Not Innate, but Learnable
The good news: resilience is not an inborn gift. It can be trained like a muscle. Researchers at the Leibniz Institute for Resilience Research in Mainz analysed more than fifty studies in a meta-analysis to identify which factors matter most. Social support and the ability to regulate emotions emerged as the central protective factors, particularly during times of crisis such as pandemics.
This does not require complicated therapies or lengthy programmes. Even small changes can make a difference. Mindfulness training helps people notice their own stress and counteract it in time. Cognitive behavioural therapy provides techniques for recognising and shifting burdensome thought patterns. And community group offerings build a network that holds people up when times are hard.
Who Stands to Benefit Most
The findings are especially relevant for vulnerable groups. Older adults, single parents, and people with chronic illness could benefit from targeted resilience training. They are often burdened on multiple fronts, both health-related and social. Programmes to strengthen psychological resilience could not only improve quality of life for these groups, but also reduce their risk of cardiovascular disease.
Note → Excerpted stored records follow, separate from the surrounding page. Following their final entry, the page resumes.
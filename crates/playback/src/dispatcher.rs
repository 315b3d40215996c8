//! Fan-out of session, clock and library events to subscribers

use crossbeam_channel::{unbounded, Receiver, Sender};
use lectern_core::{BookKey, Event, PlaybackStatus};
use log::debug;

/// Receives every dispatched event, in production order
pub trait Subscriber: Send {
    fn on_event(&mut self, event: &Event);
}

/// Delivers events to subscribers.
///
/// Position ticks are coalesced: only the latest one is delivered, at
/// [`Dispatcher::end_tick`] or right before the next non-tick event.
/// A `TrackChanged` for the book that is already current is dropped.
#[derive(Default)]
pub struct Dispatcher {
    subscribers: Vec<Box<dyn Subscriber>>,
    pending_tick: Option<Event>,
    current_track: Option<BookKey>,
}

impl Dispatcher {
    pub fn new() -> Self {
        Self::default()
    }

    pub fn subscribe(&mut self, subscriber: Box<dyn Subscriber>) {
        self.subscribers.push(subscriber);
    }

    pub fn subscriber_count(&self) -> usize {
        self.subscribers.len()
    }

    pub fn publish(&mut self, event: Event) {
        if event.is_position_tick() {
            self.pending_tick = Some(event);
            return;
        }
        self.flush_tick();

        match &event {
            Event::TrackChanged { key, .. } => {
                if self.current_track.as_ref() == Some(key) {
                    debug!("Suppressing repeated track change for {}", key);
                    return;
                }
                self.current_track = Some(key.clone());
            }
            Event::StatusChanged {
                status: PlaybackStatus::Idle,
                ..
            } => self.current_track = None,
            _ => {}
        }

        self.deliver(&event);
    }

    pub fn publish_all(&mut self, events: impl IntoIterator<Item = Event>) {
        for event in events {
            self.publish(event);
        }
    }

    /// Delivers the tick held back during this clock period
    pub fn end_tick(&mut self) {
        self.flush_tick();
    }

    fn flush_tick(&mut self) {
        if let Some(tick) = self.pending_tick.take() {
            self.deliver(&tick);
        }
    }

    fn deliver(&mut self, event: &Event) {
        for subscriber in &mut self.subscribers {
            subscriber.on_event(event);
        }
    }
}

/// Forwards events to a crossbeam channel, for a UI thread to drain
pub struct ChannelSubscriber {
    tx: Sender<Event>,
}

impl ChannelSubscriber {
    pub fn new() -> (Self, Receiver<Event>) {
        let (tx, rx) = unbounded();
        (Self { tx }, rx)
    }
}

impl Subscriber for ChannelSubscriber {
    fn on_event(&mut self, event: &Event) {
        if self.tx.send(event.clone()).is_err() {
            debug!("Event receiver dropped");
        }
    }
}

#[cfg(test)]
mod tests {
    use super::*;

    fn key() -> BookKey {
        BookKey::from_string("a")
    }

    fn tick(position: f64) -> Event {
        Event::PositionTick {
            key: key(),
            position,
            duration: Some(100.0),
        }
    }

    fn dispatcher() -> (Dispatcher, Receiver<Event>) {
        let mut dispatcher = Dispatcher::new();
        let (subscriber, rx) = ChannelSubscriber::new();
        dispatcher.subscribe(Box::new(subscriber));
        (dispatcher, rx)
    }

    #[test]
    fn test_ticks_coalesce_to_latest() {
        let (mut dispatcher, rx) = dispatcher();
        dispatcher.publish(tick(1.0));
        dispatcher.publish(tick(1.5));
        dispatcher.publish(tick(2.0));
        assert!(rx.try_recv().is_err());

        dispatcher.end_tick();
        assert_eq!(rx.try_iter().collect::<Vec<_>>(), vec![tick(2.0)]);
    }

    #[test]
    fn test_pending_tick_precedes_next_event() {
        let (mut dispatcher, rx) = dispatcher();
        let finished = Event::Finished { key: key() };
        dispatcher.publish(tick(99.0));
        dispatcher.publish(finished.clone());
        dispatcher.end_tick();

        assert_eq!(rx.try_iter().collect::<Vec<_>>(), vec![tick(99.0), finished]);
    }

    #[test]
    fn test_repeated_track_change_is_suppressed_until_idle() {
        let (mut dispatcher, rx) = dispatcher();
        let track = Event::TrackChanged {
            key: key(),
            title: "A".to_string(),
        };
        dispatcher.publish(track.clone());
        dispatcher.publish(track.clone());
        assert_eq!(rx.try_iter().count(), 1);

        dispatcher.publish(Event::StatusChanged {
            key: key(),
            status: PlaybackStatus::Idle,
        });
        dispatcher.publish(track);
        assert_eq!(rx.try_iter().count(), 2);
    }

    #[test]
    fn test_dropped_receiver_does_not_panic() {
        let (mut dispatcher, rx) = dispatcher();
        drop(rx);
        dispatcher.publish(Event::TimerCancelled);
    }
}
use std::fmt;
use std::path::PathBuf;
use thiserror::Error;

pub type ConfigResult<T> = Result<T, ConfigError>;

/// Loading, saving or locating `config.toml`
#[derive(Debug, Error)]
pub enum ConfigError {
    #[error("Cannot read {path}: {source}")]
    Read {
        path: PathBuf,
        source: std::io::Error,
    },

    /// A config file with nothing but whitespace in it
    #[error("{path} is empty")]
    Empty { path: PathBuf },

    #[error("{path} is not valid TOML: {source}")]
    Parse {
        path: PathBuf,
        source: toml::de::Error,
    },

    #[error("Cannot encode settings: {0}")]
    Encode(#[from] toml::ser::Error),

    /// Refused to save; every offending field is listed
    #[error("Invalid settings: {}", join(.0))]
    Invalid(Vec<ValidationError>),

    /// Covers the temp file, the flush and the final rename
    #[error("Cannot write {path}: {source}")]
    Write {
        path: PathBuf,
        source: std::io::Error,
    },

    #[error("Cannot copy the previous config to {path}: {source}")]
    Backup {
        path: PathBuf,
        source: std::io::Error,
    },

    #[error("Cannot create directory {path}: {source}")]
    CreateDir {
        path: PathBuf,
        source: std::io::Error,
    },

    /// The platform has no home or config directory for this user
    #[error("No config location: {0}")]
    NoLocation(String),
}

fn join(errors: &[ValidationError]) -> String {
    errors
        .iter()
        .map(ValidationError::to_string)
        .collect::<Vec<_>>()
        .join("; ")
}

/// One rejected setting, addressed by its dotted TOML path
#[derive(Debug, Clone, PartialEq, Eq)]
pub struct ValidationError {
    pub field: String,
    pub message: String,
    pub value: Option<String>,
}

impl ValidationError {
    pub fn new(field: impl Into<String>, message: impl Into<String>) -> Self {
        Self {
            field: field.into(),
            message: message.into(),
            value: None,
        }
    }

    /// Same, quoting the rejected value in the message
    pub fn with_value(
        field: impl Into<String>,
        message: impl Into<String>,
        value: impl ToString,
    ) -> Self {
        Self {
            value: Some(value.to_string()),
            ..Self::new(field, message)
        }
    }
}

impl fmt::Display for ValidationError {
    fn fmt(&self, f: &mut fmt::Formatter<'_>) -> fmt::Result {
        match &self.value {
            Some(value) => write!(f, "{} {} (found {})", self.field, self.message, value),
            None => write!(f, "{} {}", self.field, self.message),
        }
    }
}

impl std::error::Error for ValidationError {}

#[cfg(test)]
mod tests {
    use super::*;

    #[test]
    fn test_validation_error_names_the_field() {
        let err = ValidationError::new("player.tick_interval_ms", "must be between 50 and 5000");
        assert_eq!(
            err.to_string(),
            "player.tick_interval_ms must be between 50 and 5000"
        );

        let err = ValidationError::with_value("player.default_volume", "must be at most 100", 150);
        assert_eq!(
            err.to_string(),
            "player.default_volume must be at most 100 (found 150)"
        );
    }

    #[test]
    fn test_invalid_lists_every_field() {
        let err = ConfigError::Invalid(vec![
            ValidationError::new("app.log_level", "is unknown"),
            ValidationError::with_value("player.default_rate", "is out of range", 9),
        ]);
        assert_eq!(
            err.to_string(),
            "Invalid settings: app.log_level is unknown; player.default_rate is out of range (found 9)"
        );
    }
}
The researchers behind the Gutenberg Health Study found a particularly pronounced connection in the case of peripheral arterial occlusive disease, an often underestimated condition affecting the arteries of the legs. Here, the findings were clear: mental state plays a greater role than many physicians had previously assumed.
A New Perspective on Prevention
What does this mean in practice? The Mainz scientists argue for systematically integrating psychological protective factors into cardiological care. Until now, heart medicine has focused on the classic risk factors: cholesterol, blood pressure, lack of exercise, diet. The mind is usually left out of the picture.
Yet a person is not a machine whose parts can be examined in isolation. Body and mind are inseparably intertwined. A modern approach to preventive medicine, the researchers argue, must address both. In practical terms, that could mean: a GP appointment that not only measures blood pressure, but also asks about psychosocial burdens. A chronic heart patient who receives not only medication, but also psychological support.
What Each Person Can Do
The central message from this research is encouraging: psychological resilience is not a matter of fate, but something that can be actively shaped. Learning to deal with stress constructively is an investment not only in mental health. It also protects the heart.
That can look very practical: spending regular time with people who do you good. Not suppressing difficult situations, but actively looking for solutions. Seeing yourself not as a victim of circumstance, but recognising your own capacity to act. And: seeking professional help when stress persists, before it becomes chronic.
The Gutenberg Health Study provides scientific evidence for something many people sense intuitively: inner strength and physical health belong together. And sometimes, what helps most is simply this: a strong mind in a healthy body.